A sentir parlare certi politicanti vien voglia di cambiar Paese. Un esempio? “Giuseppi” Conte a Venezia: «Ho dato subito disposizioni per la creazione di un comitatone (sic) che darà vita a una vasta governance (ri-sic) destinata a individuare il perimetro d’intervento (ri-ri-sic)». Cioè, c’è stata l’acqua alta a Venezia, e per stabilire se intervenire lì o a Palermo bisogna creare (e pagare) tre strutture. E meno male che non ha parlato di commissione parlamentare sul caso. Comunque, Venezia sugli scudi, Venezia nei Tg, alla radio, sui giornali, dappertutto. Così almeno si fa polemica facile sul “clima impazzito”, a sua volta dovuto al riscaldamento globale causato dall’uomo, e ci si può scandalizzare sul Mose, la tripla diga mobile costata 6 miliardi (quanto una piccola manovra finanziaria) che doveva essere pronta per il 1995 ed è ancora da finire.
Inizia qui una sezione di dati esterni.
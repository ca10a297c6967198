// src/platform/http.rs
//! `reqwest` implementation of [`Platform`] against the Mastodon REST + streaming API.

use async_trait::async_trait;
use futures::StreamExt;
use reqwest::header::{HeaderMap, ACCEPT, AUTHORIZATION, USER_AGENT};
use reqwest::{Client, Method, Response};
use std::time::Duration;

use super::{
    Credential, EventStream, Platform, PlatformError, SearchPage, SseStream, LIMIT_ERR_BODY_LEN,
    LIMIT_RESP_BODY_LEN,
};
use crate::model::Results;

const PATH_SEARCH: &str = "/api/v2/search";
const PATH_ACCOUNTS: &str = "/api/v1/accounts";
const PATH_STREAM_PUBLIC: &str = "/api/v1/streaming/public";

#[derive(Clone)]
pub struct HttpPlatform {
    client: Client,
    user_agent: String,
    /// Full firehose URL; when empty it is derived from the credential host.
    stream_endpoint: String,
    timeout: Duration,
}

impl HttpPlatform {
    /// `client` is shared (connection pool) and must not carry a global timeout,
    /// since the firehose response never completes.
    pub fn new(client: Client, user_agent: impl Into<String>) -> Self {
        Self {
            client,
            user_agent: user_agent.into(),
            stream_endpoint: String::new(),
            timeout: Duration::from_secs(30),
        }
    }

    pub fn with_stream_endpoint(mut self, url: impl Into<String>) -> Self {
        self.stream_endpoint = url.into();
        self
    }

    /// Per-request timeout for search and follow calls.
    pub fn with_timeout(mut self, timeout: Duration) -> Self {
        self.timeout = timeout;
        self
    }

    fn stream_url(&self, cred: &Credential) -> String {
        if self.stream_endpoint.is_empty() {
            format!("{}{PATH_STREAM_PUBLIC}", cred.base_url())
        } else {
            self.stream_endpoint.clone()
        }
    }

    fn headers(&self, cred: &Credential, accept: &str) -> HeaderMap {
        let mut h = HeaderMap::new();
        if let Ok(v) = accept.parse() {
            h.insert(ACCEPT, v);
        }
        if let Ok(v) = format!("Bearer {}", cred.token).parse() {
            h.insert(AUTHORIZATION, v);
        }
        if let Ok(v) = self.user_agent.parse() {
            h.insert(USER_AGENT, v);
        }
        h
    }

    async fn send(
        &self,
        method: Method,
        url: &str,
        headers: HeaderMap,
        timeout: Option<Duration>,
    ) -> Result<Response, PlatformError> {
        let mut req = self.client.request(method.clone(), url).headers(headers.clone());
        if let Some(t) = timeout {
            req = req.timeout(t);
        }
        let resp = req.send().await.map_err(|e| PlatformError::Network {
            url: url.to_string(),
            message: e.to_string(),
        })?;
        if !resp.status().is_success() {
            return Err(status_error(method, url, &headers, resp).await);
        }
        Ok(resp)
    }
}

#[async_trait]
impl Platform for HttpPlatform {
    async fn search(&self, cred: &Credential, page: &SearchPage<'_>) -> Result<Results, PlatformError> {
        let base = format!("{}{PATH_SEARCH}", cred.base_url());
        let url = reqwest::Url::parse_with_params(
            &base,
            &[
                ("q", page.q.to_string()),
                ("type", page.search_type.as_str().to_string()),
                ("resolve", "true".to_string()),
                ("offset", page.offset.to_string()),
                ("limit", page.limit.to_string()),
            ],
        )
        .map_err(|e| PlatformError::Network {
            url: base.clone(),
            message: e.to_string(),
        })?;
        let url = url.to_string();

        let resp = self
            .send(
                Method::GET,
                &url,
                self.headers(cred, "application/json"),
                Some(self.timeout),
            )
            .await?;
        let (data, truncated) = read_limited(resp, LIMIT_RESP_BODY_LEN)
            .await
            .map_err(|message| PlatformError::Network {
                url: url.clone(),
                message,
            })?;
        if truncated {
            return Err(PlatformError::TooLarge {
                url,
                limit: LIMIT_RESP_BODY_LEN,
            });
        }
        serde_json::from_slice(&data).map_err(|e| PlatformError::Decode {
            url,
            message: e.to_string(),
        })
    }

    async fn follow(&self, cred: &Credential, account_id: &str) -> Result<(), PlatformError> {
        let url = format!("{}{PATH_ACCOUNTS}/{account_id}/follow", cred.base_url());
        self.send(
            Method::POST,
            &url,
            self.headers(cred, "application/json"),
            Some(self.timeout),
        )
        .await?;
        Ok(())
    }

    async fn open_stream(&self, cred: &Credential) -> Result<EventStream, PlatformError> {
        let url = self.stream_url(cred);
        let resp = self
            .send(Method::GET, &url, self.headers(cred, "text/event-stream"), None)
            .await?;
        Ok(Box::pin(SseStream::new(url, resp.bytes_stream())))
    }
}

/// Reads at most `limit` bytes; the flag reports whether the body was cut.
async fn read_limited(resp: Response, limit: usize) -> Result<(Vec<u8>, bool), String> {
    let mut body = resp.bytes_stream();
    let mut out = Vec::new();
    while let Some(chunk) = body.next().await {
        let chunk = chunk.map_err(|e| e.to_string())?;
        let room = limit - out.len();
        if chunk.len() > room {
            out.extend_from_slice(&chunk[..room]);
            return Ok((out, true));
        }
        out.extend_from_slice(&chunk);
    }
    Ok((out, false))
}

/// Response body for diagnostics, cut at `LIMIT_ERR_BODY_LEN`.
pub(crate) async fn error_body(resp: Response) -> String {
    match read_limited(resp, LIMIT_ERR_BODY_LEN).await {
        Ok((b, _)) => String::from_utf8_lossy(&b).into_owned(),
        Err(e) => format!("<unreadable body: {e}>"),
    }
}

async fn status_error(method: Method, url: &str, headers: &HeaderMap, resp: Response) -> PlatformError {
    let status = resp.status().as_u16();
    let body = error_body(resp).await;
    PlatformError::Status {
        method: method.to_string(),
        url: url.to_string(),
        status,
        headers: redacted(headers),
        body,
    }
}

fn redacted(headers: &HeaderMap) -> Vec<(String, String)> {
    headers
        .iter()
        .map(|(k, v)| {
            let val = if *k == AUTHORIZATION {
                "Bearer ***".to_string()
            } else {
                v.to_str().unwrap_or_default().to_string()
            };
            (k.as_str().to_string(), val)
        })
        .collect()
}
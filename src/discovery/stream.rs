// src/discovery/stream.rs
//! Live-stream ingestion: the persistent firehose loop and the queue-relayed batch mode.

use chrono::Utc;
use futures::StreamExt;
use metrics::counter;
use std::time::Duration;
use tokio_util::sync::CancellationToken;

use super::{Discovery, GROUP_ID_DEFAULT};
use crate::model::Status;
use crate::platform::PlatformError;
use crate::policy::{Channel, Rejection};
use crate::queue::Envelope;

/// Event kind carrying a new status.
pub const EVENT_UPDATE: &str = "update";

const LOG_DATA_PREVIEW: usize = 256;

/// Why a live-stream loop ended. Every run ends with exactly one of these.
#[derive(Debug, thiserror::Error)]
pub enum StreamError {
    #[error("no credentials configured for the live stream")]
    NoCredentials,

    #[error("failed to open the live stream: {0}")]
    Connect(#[source] PlatformError),

    #[error("live stream transport failure: {0}")]
    Transport(#[source] PlatformError),

    #[error("live stream closed by upstream")]
    Closed,

    #[error("timeout while waiting for new stream status after {0:?}")]
    Timeout(Duration),

    #[error("live stream cancelled")]
    Cancelled,
}

/// What happened to one `update` event.
#[derive(Debug, Clone, PartialEq, Eq)]
pub enum UpdateOutcome {
    Undecodable,
    Rejected(Rejection),
    /// Locked account: a follow request awaiting manual approval was sent.
    FollowRequested { addr: String, ok: bool },
    Written { id: String, ok: bool },
    /// Neither locked nor indexable.
    Ignored,
}

impl Discovery {
    pub(super) async fn consume_stream(&self, cancel: &CancellationToken) -> StreamError {
        crate::metrics::ensure_described();
        let Some(cred) = self.credentials.first() else {
            return StreamError::NoCredentials;
        };
        let mut events = match self.platform.open_stream(cred).await {
            Ok(s) => s,
            Err(e) => return StreamError::Connect(e),
        };
        tracing::info!(host = %cred.host, timeout = ?self.stream_timeout, "live stream opened");

        loop {
            tokio::select! {
                biased;
                _ = cancel.cancelled() => return StreamError::Cancelled,
                next = events.next() => match next {
                    Some(Ok(ev)) => {
                        if ev.event == EVENT_UPDATE {
                            tokio::select! {
                                biased;
                                _ = cancel.cancelled() => return StreamError::Cancelled,
                                _ = self.handle_update(ev.data.as_bytes()) => {}
                            }
                        }
                    }
                    Some(Err(e)) => return StreamError::Transport(e),
                    None => return StreamError::Closed,
                },
                _ = tokio::time::sleep(self.stream_timeout) => {
                    return StreamError::Timeout(self.stream_timeout);
                }
            }
        }
    }

    /// Every event is handled on its own; a dropped event never stops the batch.
    pub(super) async fn consume_batch(&self, evts: &[Envelope]) {
        crate::metrics::ensure_described();
        for evt in evts {
            if evt.kind != EVENT_UPDATE {
                continue;
            }
            match evt.data() {
                Ok(data) => {
                    self.handle_update(&data).await;
                }
                Err(e) => {
                    tracing::warn!(id = %evt.id, error = %e, "live stream event without usable data");
                }
            }
        }
    }

    /// Decode, check, then either request a follow (locked) or write the normalized event.
    pub async fn handle_update(&self, data: &[u8]) -> UpdateOutcome {
        counter!("stream_events_total").increment(1);
        let st: Status = match serde_json::from_slice(data) {
            Ok(st) => st,
            Err(e) => {
                tracing::warn!(
                    error = %e,
                    data = %preview(data),
                    "failed to decode the live stream status"
                );
                return UpdateOutcome::Undecodable;
            }
        };

        if let Err(r) = self.policy.check_status(&st, Channel::LiveStream) {
            tracing::debug!(addr = st.account.address(), reason = %r, "live stream status skipped");
            counter!("policy_rejected_total", "rule" => r.rule()).increment(1);
            return UpdateOutcome::Rejected(r);
        }

        let acc = &st.account;
        let addr = acc.address();
        if acc.locked {
            // the author can accept the follow request manually
            let res = self
                .follows
                .create(addr, GROUP_ID_DEFAULT, addr, "", "")
                .await;
            counter!("stream_follow_requests_total").increment(1);
            if let Err(e) = &res {
                tracing::warn!(addr, error = %e, "live stream follow request failed");
            }
            return UpdateOutcome::FollowRequested {
                addr: addr.to_string(),
                ok: res.is_ok(),
            };
        }
        if !acc.allows_indexing() {
            return UpdateOutcome::Ignored;
        }

        let evt = self.normalizer.normalize(&st, Utc::now());
        let res = self.writer.write(&evt, GROUP_ID_DEFAULT, addr).await;
        match &res {
            Ok(()) => {
                counter!("stream_written_total").increment(1);
            }
            Err(e) => {
                tracing::warn!(id = %evt.id, src = addr, error = %e, "failed to submit the live stream event");
            }
        }
        UpdateOutcome::Written {
            id: evt.id,
            ok: res.is_ok(),
        }
    }
}

fn preview(data: &[u8]) -> String {
    let end = data.len().min(LOG_DATA_PREVIEW);
    String::from_utf8_lossy(&data[..end]).into_owned()
}
// src/model.rs
//! Upstream platform types (only the fields the pipeline consumes) and the search switch.

use chrono::{DateTime, Utc};
use serde::{Deserialize, Deserializer, Serialize};
use std::fmt;

/// Mastodon sends `null` for many optional strings; treat it like the zero value.
fn null_as_default<'de, D, T>(d: D) -> Result<T, D::Error>
where
    D: Deserializer<'de>,
    T: Default + Deserialize<'de>,
{
    Ok(Option::<T>::deserialize(d)?.unwrap_or_default())
}

/// Which result set a search reads and which follow action it takes.
#[derive(Debug, Clone, Copy, PartialEq, Eq, Hash, Serialize, Deserialize)]
#[serde(rename_all = "lowercase")]
pub enum SearchType {
    Statuses,
    Accounts,
}

impl SearchType {
    pub fn as_str(&self) -> &'static str {
        match self {
            SearchType::Statuses => "statuses",
            SearchType::Accounts => "accounts",
        }
    }
}

impl fmt::Display for SearchType {
    fn fmt(&self, f: &mut fmt::Formatter<'_>) -> fmt::Result {
        f.write_str(self.as_str())
    }
}

/// One search invocation.
#[derive(Debug, Clone, PartialEq, Eq)]
pub struct SearchQuery {
    pub interest_id: String,
    pub group_id: String,
    pub text: String,
    pub limit: u32,
    pub search_type: SearchType,
}

/// `GET /api/v2/search` response envelope.
#[derive(Debug, Clone, Default, Deserialize)]
pub struct Results {
    #[serde(default, deserialize_with = "null_as_default")]
    pub statuses: Vec<Status>,
    #[serde(default, deserialize_with = "null_as_default")]
    pub accounts: Vec<Account>,
}

impl Results {
    /// Number of upstream items on this page for the requested type.
    pub fn page_len(&self, typ: SearchType) -> usize {
        match typ {
            SearchType::Statuses => self.statuses.len(),
            SearchType::Accounts => self.accounts.len(),
        }
    }
}

#[derive(Debug, Clone, PartialEq, Serialize, Deserialize)]
pub struct Status {
    pub created_at: DateTime<Utc>,
    #[serde(default, deserialize_with = "null_as_default")]
    pub visibility: String,
    #[serde(default, deserialize_with = "null_as_default")]
    pub language: String,
    #[serde(default, deserialize_with = "null_as_default")]
    pub uri: String,
    #[serde(default, deserialize_with = "null_as_default")]
    pub url: String,
    #[serde(default, deserialize_with = "null_as_default")]
    pub content: String,
    #[serde(default, deserialize_with = "null_as_default")]
    pub sensitive: bool,
    pub account: Account,
    #[serde(default, deserialize_with = "null_as_default")]
    pub tags: Vec<Tag>,
    #[serde(default, deserialize_with = "null_as_default")]
    pub media_attachments: Vec<MediaAttachment>,
}

#[derive(Debug, Clone, Default, PartialEq, Serialize, Deserialize)]
pub struct Account {
    /// Instance-local id, used by the follow endpoint.
    #[serde(default, deserialize_with = "null_as_default")]
    pub id: String,
    #[serde(default, deserialize_with = "null_as_default")]
    pub acct: String,
    #[serde(default, deserialize_with = "null_as_default")]
    pub display_name: String,
    #[serde(default, deserialize_with = "null_as_default")]
    pub discoverable: bool,
    /// Absent and `false` mean different things: only an explicit `false` opts out.
    #[serde(default)]
    pub indexable: Option<bool>,
    #[serde(default, deserialize_with = "null_as_default")]
    pub locked: bool,
    #[serde(default, deserialize_with = "null_as_default")]
    pub noindex: bool,
    #[serde(default, deserialize_with = "null_as_default")]
    pub note: String,
    #[serde(default, deserialize_with = "null_as_default")]
    pub uri: String,
    #[serde(default, deserialize_with = "null_as_default")]
    pub url: String,
    #[serde(default, deserialize_with = "null_as_default")]
    pub followers_count: u32,
    #[serde(default, deserialize_with = "null_as_default")]
    pub statuses_count: u32,
    #[serde(default, deserialize_with = "null_as_default")]
    pub tags: Vec<Tag>,
}

impl Account {
    /// Best available address: canonical uri, then web url, then the handle.
    pub fn address(&self) -> &str {
        [&self.uri, &self.url, &self.acct]
            .into_iter()
            .find(|s| !s.is_empty())
            .map(String::as_str)
            .unwrap_or_default()
    }

    /// `indexable` unset or explicitly `true`.
    pub fn allows_indexing(&self) -> bool {
        self.indexable.unwrap_or(true)
    }
}

#[derive(Debug, Clone, Default, PartialEq, Eq, Serialize, Deserialize)]
pub struct Tag {
    #[serde(default, deserialize_with = "null_as_default")]
    pub name: String,
}

#[derive(Debug, Clone, Default, PartialEq, Eq, Serialize, Deserialize)]
pub struct MediaAttachment {
    #[serde(rename = "type", default, deserialize_with = "null_as_default")]
    pub kind: String,
    #[serde(default, deserialize_with = "null_as_default")]
    pub url: String,
    #[serde(default, deserialize_with = "null_as_default")]
    pub preview_url: String,
}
Ma soprattutto si smette di parlare di Taranto. Lì sì che non si sa cosa fare. Arcelor Mittal va via, perché ci rimette 800 milioni l’anno. Processo o non processo, se ne va e ci lascia con la scopa in mano. Un altro acquirente, con la crisi dell’acciaio che c’è, non lo troviamo. Statalizzare (accollandosi passivo, bonifica e stipendi) significherebbe bruciare un Mose ogni 5 anni. Però quando il Mose reale di Venezia dopo 40 anni sarà finito smetteremo di pagare e avremo un servizio, mentre i Mose figurati di Taranto (uno ogni lustro, fra Illva e indotto) non finiremmo mai di pagarli. È quello lì il problema, non Venezia. La Venezia bottegaia che accetta i rischi delle maxinavi da crociera nel canale della Giudecca è ricca e soprattutto volonterosa: saprà ricominciare. E poi può anche far pagare un biglietto di 10 euro a chi la visita. Taranto no.